媚兒低下頭,陰寒的冷風已把她混亂的意識慢慢吹攏,她紊亂的心驀然平靜了下來,望着四周茫茫的霧靄,她淡然笑道:“如果你是我,願意一輩子活的不明不白嗎?你可知道,我經常夢到那個地方在不停地呼喚我,呼喚着我回去。”
冥皇臉上神色頗爲奇特,那個看似已沒落的家族始終是不願就此認命嗎?非要玉石俱焚纔可以將這段宿仇徹底了結嗎?
幽冥地域這些年來一直是平和地向前發展着,幽冥歷代帝皇對天域這場曠日持久的爭鬥都作壁上而觀,看多了也覺遺憾嘆息,他自幼耳聞目睹,心中對近鄰的這場殺戮遊戲,其實甚爲不屑。
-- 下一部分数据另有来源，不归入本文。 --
//! In-process stand-in for the congress.gov v3 API.
//!
//! Serves a handful of fixed documents under `/v3`, enforces the `api_key`
//! query parameter, counts requests and can be told to fail the next N
//! requests with a given status so retry behaviour can be exercised over a
//! real socket.

use std::{
    collections::{HashMap, VecDeque},
    sync::{
        atomic::{AtomicU32, Ordering},
        Arc, Mutex,
    },
};

use axum::{
    extract::{Path, Query, Request, State},
    http::{header, HeaderValue},
    middleware::{self, Next},
    response::{IntoResponse, Response},
    routing::get,
    Json, Router,
};
use serde::Deserialize;
use serde_json::{json, Value};
use tokio::net::TcpListener;
use tracing::debug;

/// Re-exported so callers can script faults without depending on axum.
pub use axum::http::StatusCode;

/// Number of laws served for every congress by `/law/{congress}`.
pub const LAW_COUNT: usize = 10;

/// Report number for which `/crsreport/{reportNumber}` answers 200 with a
/// body that is not JSON.
pub const MALFORMED_REPORT: &str = "MALFORMED";

/// An API key the server always refuses with 403.
pub const REJECTED_KEY: &str = "revoked-key";

const DEFAULT_LIMIT: usize = 20;

/// A scripted failure for one upcoming request.
#[derive(Debug, Clone)]
pub struct Fault {
    pub status: StatusCode,
    pub retry_after: Option<u64>,
}

impl Fault {
    pub fn status(status: StatusCode) -> Self {
        Self {
            status,
            retry_after: None,
        }
    }

    pub fn with_retry_after(mut self, secs: u64) -> Self {
        self.retry_after = Some(secs);
        self
    }
}

/// Shared server state: request counter and pending faults.
#[derive(Debug, Default)]
pub struct MockState {
    hits: AtomicU32,
    faults: Mutex<VecDeque<Fault>>,
}

impl MockState {
    pub fn new() -> Arc<Self> {
        Arc::new(Self::default())
    }

    /// Requests received so far, including rejected and faulted ones.
    pub fn hits(&self) -> u32 {
        self.hits.load(Ordering::SeqCst)
    }

    /// Fail the next request with `fault`. Faults queue up in order.
    pub fn push_fault(&self, fault: Fault) {
        if let Ok(mut faults) = self.faults.lock() {
            faults.push_back(fault);
        }
    }

    pub fn push_faults(&self, count: usize, status: StatusCode) {
        for _ in 0..count {
            self.push_fault(Fault::status(status));
        }
    }

    fn next_fault(&self) -> Option<Fault> {
        self.faults.lock().ok().and_then(|mut f| f.pop_front())
    }
}

pub type SharedState = Arc<MockState>;

pub fn app() -> Router {
    app_with_state(MockState::new())
}

pub fn app_with_state(state: SharedState) -> Router {
    let api = Router::new()
        .route("/law/{congress}", get(list_laws))
        .route("/bill/{congress}/{bill_type}/{bill_number}", get(get_bill))
        .route(
            "/bill/{congress}/{bill_type}/{bill_number}/amendments",
            get(get_bill_amendments),
        )
        .route("/member/{bioguide_id}", get(get_member))
        .route("/congress/current", get(current_congress))
        .route("/crsreport/{report_number}", get(get_crs_report));

    Router::new()
        .nest("/v3", api)
        .layer(middleware::from_fn_with_state(state.clone(), gate))
        .with_state(state)
}

pub async fn run(listener: TcpListener) -> Result<(), std::io::Error> {
    serve(listener, MockState::new()).await
}

pub async fn serve(listener: TcpListener, state: SharedState) -> Result<(), std::io::Error> {
    axum::serve(listener, app_with_state(state)).await
}

/// Counts the request, rejects it without an API key, then applies any
/// queued fault before routing.
async fn gate(
    State(state): State<SharedState>,
    Query(params): Query<HashMap<String, String>>,
    request: Request,
    next: Next,
) -> Response {
    let hit = state.hits.fetch_add(1, Ordering::SeqCst) + 1;
    debug!(hit, uri = %request.uri(), "request");

    match params.get("api_key").map(String::as_str) {
        None | Some("") => return error(StatusCode::FORBIDDEN, "API_KEY_MISSING"),
        Some(REJECTED_KEY) => return error(StatusCode::FORBIDDEN, "API_KEY_INVALID"),
        Some(_) => {}
    }

    if let Some(fault) = state.next_fault() {
        debug!(status = %fault.status, "injecting fault");
        let mut response = error(fault.status, "injected fault");
        if let Some(secs) = fault.retry_after {
            response
                .headers_mut()
                .insert(header::RETRY_AFTER, HeaderValue::from(secs));
        }
        return response;
    }

    next.run(request).await
}

fn error(status: StatusCode, message: &str) -> Response {
    (status, Json(json!({ "error": { "code": status.as_u16(), "message": message } })))
        .into_response()
}

#[derive(Debug, Deserialize)]
struct Paging {
    offset: Option<usize>,
    limit: Option<usize>,
}

/// Fixed law records for `congress`, numbered 1..=LAW_COUNT.
pub fn laws_for(congress: u32) -> Vec<Value> {
    (1..=LAW_COUNT)
        .map(|n| {
            json!({
                "congress": congress,
                "number": n.to_string(),
                "type": "HR",
                "originChamber": "House",
                "originChamberCode": "H",
                "title": format!("Law fixture {n}"),
                "laws": [{ "number": format!("{congress}-{n}"), "type": "Public Law" }],
                "latestAction": { "actionDate": "2024-01-05", "text": format!("Became Public Law No: {congress}-{n}.") },
                "url": format!("https://api.congress.gov/v3/bill/{congress}/hr/{n}?format=json"),
            })
        })
        .collect()
}

async fn list_laws(Path(congress): Path<u32>, Query(paging): Query<Paging>) -> Json<Value> {
    let offset = paging.offset.unwrap_or(0);
    let limit = paging.limit.unwrap_or(DEFAULT_LIMIT);
    let page: Vec<Value> = laws_for(congress)
        .into_iter()
        .skip(offset)
        .take(limit)
        .collect();

    let mut pagination = json!({ "count": LAW_COUNT });
    if offset.saturating_add(limit) < LAW_COUNT {
        pagination["next"] = json!(format!(
            "https://api.congress.gov/v3/law/{congress}?offset={}&limit={limit}&format=json",
            offset + limit
        ));
    }

    Json(json!({
        "bills": page,
        "pagination": pagination,
        "request": { "congress": congress.to_string(), "contentType": "application/json", "format": "json" },
    }))
}

async fn get_bill(Path((congress, bill_type, bill_number)): Path<(u32, String, u32)>) -> Response {
    if (congress, bill_type.as_str(), bill_number) != (118, "hr", 1) {
        return error(StatusCode::NOT_FOUND, "No bill matches the given query.");
    }
    Json(json!({
        "bill": {
            "congress": 118,
            "number": "1",
            "type": "HR",
            "title": "Lower Energy Costs Act",
            "introducedDate": "2023-03-14",
            "originChamber": "House",
            "policyArea": { "name": "Energy" },
            "sponsors": [{
                "bioguideId": "S000344",
                "fullName": "Rep. Scalise, Steve [R-LA-1]",
                "firstName": "Steve",
                "lastName": "Scalise",
                "party": "R",
                "state": "LA",
            }],
            "latestAction": { "actionDate": "2023-03-30", "text": "Received in the Senate." },
            "laws": null,
        }
    }))
    .into_response()
}

/// A sub-resource response with no wrapper key at all.
async fn get_bill_amendments(
    Path((congress, bill_type, bill_number)): Path<(u32, String, u32)>,
) -> Json<Value> {
    Json(json!({
        "pagination": { "count": 0 },
        "request": {
            "billNumber": bill_number.to_string(),
            "billType": bill_type,
            "congress": congress.to_string(),
        },
    }))
}

async fn get_member(Path(bioguide_id): Path<String>) -> Json<Value> {
    Json(json!({
        "member": {
            "bioguideId": bioguide_id,
            "firstName": "Bernard",
            "lastName": "Sanders",
            "fullName": "Bernard Sanders",
            "state": "Vermont",
            "party": null,
            "url": "",
        }
    }))
}

async fn current_congress() -> Json<Value> {
    Json(json!({
        "congress": {
            "name": "118th Congress",
            "startYear": "2023",
            "endYear": "2024",
            "sessions": [
                { "chamber": "House of Representatives", "number": 1, "startDate": "2023-01-03", "endDate": "2024-01-03", "type": "R" },
                { "chamber": "House of Representatives", "number": 2, "startDate": "2024-01-03" },
            ],
        }
    }))
}

async fn get_crs_report(Path(report_number): Path<String>) -> Response {
    if report_number == MALFORMED_REPORT {
        return (
            StatusCode::OK,
            [(header::CONTENT_TYPE, "text/html")],
            "<html><body>Service maintenance</body></html>",
        )
            .into_response();
    }
    Json(json!({
        "CRSReport": {
            "id": report_number,
            "title": "Fixture report",
            "version": 2,
            "authors": [{ "author": "Jane Doe" }],
            "topics": [],
            "relatedMaterials": null,
        }
    }))
    .into_response()
}

#[cfg(test)]
mod tests {
    use super::*;

    #[test]
    fn law_fixtures_are_numbered_sequentially() {
        let laws = laws_for(118);
        assert_eq!(laws.len(), LAW_COUNT);
        assert_eq!(laws[0]["number"], "1");
        assert_eq!(laws[9]["laws"][0]["number"], "118-10");
    }

    #[test]
    fn faults_are_served_in_order() {
        let state = MockState::new();
        state.push_fault(Fault::status(StatusCode::TOO_MANY_REQUESTS).with_retry_after(1));
        state.push_faults(1, StatusCode::SERVICE_UNAVAILABLE);

        let first = state.next_fault().unwrap();
        assert_eq!(first.status, StatusCode::TOO_MANY_REQUESTS);
        assert_eq!(first.retry_after, Some(1));
        assert_eq!(
            state.next_fault().unwrap().status,
            StatusCode::SERVICE_UNAVAILABLE
        );
        assert!(state.next_fault().is_none());
    }
}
昔年金陵皇不惜以身犯險,穿越毒龍洞,所求的無非是希冀結識自己的父親吧?父親一定是識破了他的用心,是以冷顏相對,他終於失望而去,但那個多情的,無知的姑姑,卻義無返顧地隨他而去,若不是這樣,眼前的這個姑娘,不會活的如此迷茫無助,爲此他心中對她有着一份深切的歉疚。
但若非有他姑姑這麼一場錯愛糾纏,他或許不會與她遇上,他會在自己的世界內依循着祖輩的軌跡,擔當着屬於自己的皇者使命,當他覺得是時候了,自會在幽冥中挑選一個合適可意的姑娘做妻子,平和舒適地度過這一生。
但現在遇上便遇上了,愛了便愛了。冥冥中他已執起了她的手,那無形的紅繩已將她牽引到自己身邊,他與她,都沒有了回頭的路。
或許,在很早很早以前,就註定了到他們這一代,必須相遇,必須糾纏。
如今眼前這個人兒,已是自己此生無法割捨下的。那麼,日後的風風雨雨,她的就是他的。
昔年金陵皇殫精竭慮也達不到的目的,現今無意間已被他的女兒達成了,一絲微笑浮現在冥皇的脣邊,就算她不是金陵家族的後裔,就算她只是一個普通的天域姑娘,將來,他也是要爲了她,直面那個天域君主的。
有意無意中,他竟已置身局中,這場遊戲,原來一早已爲他留了一席之地,但他只希望,他能帶着她在這場殘酷的泣血遊戲中全身而退,幽冥地域在他先輩世代艱苦的開拓經營下,已是繁榮昌盛,掩映在濃濃煙霧下的各個區域,正自由繁衍生息着,他務必保證這份安寧平和的持續發展,而不是擾亂這份平靜。